The median contamination levels across all products tested were actually below even the stricter California thresholds, suggesting the problem is concentrated in certain brands rather than the category as a whole. Interestingly, organic products were significantly more likely to contain higher levels of both cadmium and lead. For most adults eating a single serving of dark chocolate a day, the exposure from a typical product is unlikely to pose a meaningful risk. The concern increases with heavy daily consumption, in children, and during pregnancy. Varying the brands you buy is a simple way to reduce cumulative exposure from any single source.
What to Look for on the Label
When shopping for dark chocolate, the cacao percentage is your most useful number. Here’s a quick reference for how the range breaks down in practice:
- 35% to 55%: Meets the minimum definition of dark chocolate but tastes relatively sweet. Often used in candy bars and mass-market products. Lower in flavanols, higher in sugar.
- 55% to 70%: The semisweet to bittersweet range. A good balance of chocolate flavor and moderate sweetness. This is where most “everyday eating” dark chocolate falls.
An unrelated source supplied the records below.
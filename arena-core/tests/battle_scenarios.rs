//! Deterministic battle scenarios driven by scripted rolls.
//!
//! Die results are consumed in call order: initiative (first, second),
//! opposed rolls (attacker, defender), then damage dice.

use arena_core::arena::{BattleArbiter, BattleError, BattleEvent, EndReason};
use arena_core::attack::Attack;
use arena_core::dice::DieType;
use arena_core::fighter::{Awareness, Fighter};
use arena_core::rng::GameRng;
use arena_core::testing::{trained_fighter, ScriptedRolls};
use std::sync::atomic::{AtomicBool, Ordering};
use std::sync::Arc;

fn acid_splash() -> Arc<Attack> {
    Arc::new(Attack::new("Acid Splash", DieType::D6, 4).unwrap())
}

fn pair(hp_a: i32, hp_b: i32) -> (Fighter, Fighter) {
    let attack = acid_splash();
    (
        trained_fighter("A", hp_a, &[attack.clone()]),
        trained_fighter("B", hp_b, &[attack]),
    )
}

fn collect<'a>(events: &'a mut Vec<BattleEvent>) -> impl FnMut(&BattleEvent) + 'a {
    move |e: &BattleEvent| events.push(e.clone())
}

// =============================================================================
// Single turns
// =============================================================================

#[test]
fn test_hit_with_plain_damage() {
    let (mut a, mut b) = pair(100, 100);
    let mut arbiter = BattleArbiter::new();
    let mut rng = ScriptedRolls::new()
        .with_awareness([Awareness::Present])
        .with_rolls([20, 1, 15, 5, 3, 4, 2, 5]);
    let mut events = Vec::new();

    arbiter.begin_battle(&a, &b).unwrap();
    let initiative = arbiter.roll_initiative(&mut a, &mut b, &mut rng, &mut collect(&mut events));
    assert!(initiative.first_attacks);

    let outcome = arbiter
        .play_turn(&mut a, &mut b, &mut rng, &mut collect(&mut events))
        .unwrap();

    assert_eq!(outcome.damage, Some(14));
    assert!(!outcome.defender_defeated);
    assert_eq!(b.hit_points, 86);
    assert_eq!(a.hit_points, 100);
    assert!(arbiter.in_progress());
    assert_eq!(rng.remaining_rolls(), 0);

    let dealt = events.iter().find_map(|e| match e {
        BattleEvent::DamageDealt {
            roll, remaining_hp, ..
        } => Some((roll.clone(), *remaining_hp)),
        _ => None,
    });
    let (roll, remaining_hp) = dealt.expect("damage event");
    assert_eq!(roll.rolls, vec![3, 4, 2, 5]);
    assert_eq!(roll.dropped, None);
    assert_eq!(remaining_hp, 86);
    assert!(!events
        .iter()
        .any(|e| matches!(e, BattleEvent::AwarenessChanged(_))));
}

#[test]
fn test_focused_attacker_drops_lowest() {
    let (mut a, mut b) = pair(100, 100);
    let mut arbiter = BattleArbiter::new();
    let mut rng = ScriptedRolls::new()
        .with_awareness([Awareness::Focused])
        .with_rolls([12, 8, 3, 4, 2, 5, 1]);
    let mut events = Vec::new();

    arbiter.begin_battle(&a, &b).unwrap();
    let outcome = arbiter
        .play_turn(&mut a, &mut b, &mut rng, &mut collect(&mut events))
        .unwrap();

    assert_eq!(outcome.damage, Some(14));
    assert_eq!(b.hit_points, 86);
    assert_eq!(a.awareness(), Awareness::Focused);
    assert!(matches!(
        &events[1],
        BattleEvent::AwarenessChanged(change)
            if change.from == Awareness::Present && change.to == Awareness::Focused
    ));
}

#[test]
fn test_distracted_attacker_drops_highest() {
    let (mut a, mut b) = pair(100, 100);
    let mut arbiter = BattleArbiter::new();
    let mut rng = ScriptedRolls::new()
        .with_awareness([Awareness::Distracted])
        .with_rolls([12, 8, 3, 4, 2, 5, 6]);

    arbiter.begin_battle(&a, &b).unwrap();
    let outcome = arbiter
        .play_turn(&mut a, &mut b, &mut rng, &mut |_: &BattleEvent| {})
        .unwrap();

    assert_eq!(outcome.damage, Some(14));
    assert_eq!(b.hit_points, 86);
}

#[test]
fn test_defeat_ends_battle() {
    let (mut a, mut b) = pair(100, 5);
    let mut arbiter = BattleArbiter::new();
    let mut rng = ScriptedRolls::new()
        .with_awareness([Awareness::Present])
        .with_rolls([15, 5, 3, 4, 2, 5]);
    let mut events = Vec::new();

    arbiter.begin_battle(&a, &b).unwrap();
    let outcome = arbiter
        .play_turn(&mut a, &mut b, &mut rng, &mut collect(&mut events))
        .unwrap();

    assert!(outcome.defender_defeated);
    assert_eq!(b.hit_points, -9);
    assert!(!arbiter.in_progress());
    assert!(events.contains(&BattleEvent::FighterDefeated {
        defeated: "B".to_string(),
        victor: "A".to_string(),
    }));

    // No more turns once the battle is over
    assert_eq!(
        arbiter.play_turn(&mut a, &mut b, &mut rng, &mut |_: &BattleEvent| {}),
        Err(BattleError::NotInProgress)
    );
}

// =============================================================================
// Full battles
// =============================================================================

#[test]
fn test_one_turn_battle_report() {
    let (mut a, mut b) = pair(10, 10);
    let mut arbiter = BattleArbiter::new();
    let mut rng = ScriptedRolls::new()
        .with_awareness([Awareness::Present])
        .with_rolls([20, 1, 15, 5, 3, 4, 2, 5]);

    let report = arbiter.start_battle(&mut a, &mut b, &mut rng).unwrap();

    assert_eq!(report.winner.as_deref(), Some("A"));
    assert_eq!(report.loser.as_deref(), Some("B"));
    assert_eq!(report.turns, 1);
    assert_eq!(report.reason, EndReason::Defeat);

    let kinds: Vec<&str> = report
        .events
        .iter()
        .map(|e| match e {
            BattleEvent::BattleStarted { .. } => "started",
            BattleEvent::InitiativeTied { .. } => "tied",
            BattleEvent::InitiativeRolled { .. } => "initiative",
            BattleEvent::TurnStarted { .. } => "turn",
            BattleEvent::AwarenessChanged(_) => "awareness",
            BattleEvent::AttackHit { .. } => "hit",
            BattleEvent::AttackMissed { .. } => "miss",
            BattleEvent::DamageDealt { .. } => "damage",
            BattleEvent::StatusUpdate { .. } => "status",
            BattleEvent::FighterDefeated { .. } => "defeated",
            BattleEvent::BattleEnded { .. } => "ended",
        })
        .collect();
    assert_eq!(
        kinds,
        vec!["started", "initiative", "turn", "hit", "damage", "defeated", "status", "ended"]
    );
}

#[test]
fn test_second_fighter_can_win_initiative() {
    let (mut a, mut b) = pair(10, 10);
    let mut arbiter = BattleArbiter::new();
    let mut rng = ScriptedRolls::new()
        .with_awareness([Awareness::Present])
        .with_rolls([3, 18, 19, 2, 6, 6, 6, 6]);

    let report = arbiter.start_battle(&mut a, &mut b, &mut rng).unwrap();

    assert_eq!(report.winner.as_deref(), Some("B"));
    assert_eq!(a.hit_points, -14);
    assert_eq!(b.hit_points, 10);
}

#[test]
fn test_observer_sees_every_event() {
    let (mut a, mut b) = pair(40, 40);
    let mut arbiter = BattleArbiter::new();
    let mut rng = GameRng::new(2024);
    let mut seen = 0usize;

    let report = arbiter
        .start_battle_observed(&mut a, &mut b, &mut rng, &mut |_: &BattleEvent| seen += 1)
        .unwrap();

    assert_eq!(seen, report.events.len());
    assert!(matches!(
        report.events.first(),
        Some(BattleEvent::BattleStarted { .. })
    ));
    assert!(matches!(
        report.events.last(),
        Some(BattleEvent::BattleEnded {
            reason: EndReason::Defeat,
            ..
        })
    ));
}

#[test]
fn test_events_serialize() {
    let (mut a, mut b) = pair(10, 10);
    let mut arbiter = BattleArbiter::new();
    let mut rng = ScriptedRolls::new()
        .with_awareness([Awareness::Present])
        .with_rolls([20, 1, 15, 5, 3, 4, 2, 5]);

    let report = arbiter.start_battle(&mut a, &mut b, &mut rng).unwrap();
    for event in &report.events {
        let json = serde_json::to_string(event).unwrap();
        let back: BattleEvent = serde_json::from_str(&json).unwrap();
        assert_eq!(&back, event);
    }
}

// =============================================================================
// Arbiter state
// =============================================================================

#[test]
fn test_fighter_without_attacks_is_rejected() {
    let mut a = trained_fighter("A", 10, &[acid_splash()]);
    let mut b = trained_fighter("Empty", 10, &[]);
    let mut arbiter = BattleArbiter::new();
    let mut rng = GameRng::new(1);

    let err = arbiter.start_battle(&mut a, &mut b, &mut rng).unwrap_err();
    assert_eq!(
        err,
        BattleError::NoAttacksAvailable {
            fighter: "Empty".to_string()
        }
    );
    assert!(!arbiter.in_progress());
}

#[test]
fn test_fighter_at_zero_hp_cannot_start() {
    let (mut a, mut b) = pair(10, 0);
    let mut arbiter = BattleArbiter::new();
    let mut rng = GameRng::new(1);

    let err = arbiter.start_battle(&mut a, &mut b, &mut rng).unwrap_err();
    assert_eq!(
        err,
        BattleError::AlreadyDefeated {
            fighter: "B".to_string(),
            hit_points: 0
        }
    );
    assert!(!arbiter.in_progress());
    assert_eq!(a.hit_points, 10);
}

#[test]
fn test_start_while_in_progress_fails() {
    let (mut a, mut b) = pair(10, 10);
    let mut arbiter = BattleArbiter::new();
    let mut rng = GameRng::new(1);

    arbiter.begin_battle(&a, &b).unwrap();
    assert_eq!(
        arbiter.start_battle(&mut a, &mut b, &mut rng).unwrap_err(),
        BattleError::AlreadyInProgress
    );
    // The running battle is untouched
    assert!(arbiter.in_progress());
}

#[test]
fn test_cancel_mid_battle() {
    let (mut a, mut b) = pair(1_000_000, 1_000_000);
    let flag = Arc::new(AtomicBool::new(false));
    let mut arbiter = BattleArbiter::new().with_cancel_flag(flag.clone());
    let mut rng = GameRng::new(9);

    let report = arbiter
        .start_battle_observed(&mut a, &mut b, &mut rng, &mut |e: &BattleEvent| {
            if let BattleEvent::TurnStarted { turn: 3, .. } = e {
                flag.store(true, Ordering::Relaxed);
            }
        })
        .unwrap();

    assert_eq!(report.reason, EndReason::Cancelled);
    assert_eq!(report.turns, 3);
    assert!(report.winner.is_none());
    assert!(!arbiter.in_progress());
}

#[test]
fn test_arbiter_is_reusable() {
    let mut arbiter = BattleArbiter::new();
    let mut rng = GameRng::new(31);

    for _ in 0..3 {
        let (mut a, mut b) = pair(20, 20);
        let report = arbiter.start_battle(&mut a, &mut b, &mut rng).unwrap();
        assert_eq!(report.reason, EndReason::Defeat);
        assert!(a.is_defeated() != b.is_defeated());
        assert!(!arbiter.in_progress());
    }
}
- 70% to 85%: Noticeably bitter with complex flavor. The range most commonly recommended when health benefits are a consideration.
- 85% and above: Very bitter, very low in sugar. Best for people who have developed a taste for intense cacao or for use in savory cooking.
Beyond percentage, check the ingredient list. The shorter, the better. Cocoa mass (or cocoa liquor), cocoa butter, and sugar should be the primary ingredients. Avoid bars where sugar is listed first, as ingredients appear in descending order by weight. If you care about flavanol content, look for bars that don’t mention alkali processing, and favor those that list cocoa mass or cocoa liquor rather than just “cocoa powder,” since the whole liquor retains more of the bean’s original compounds.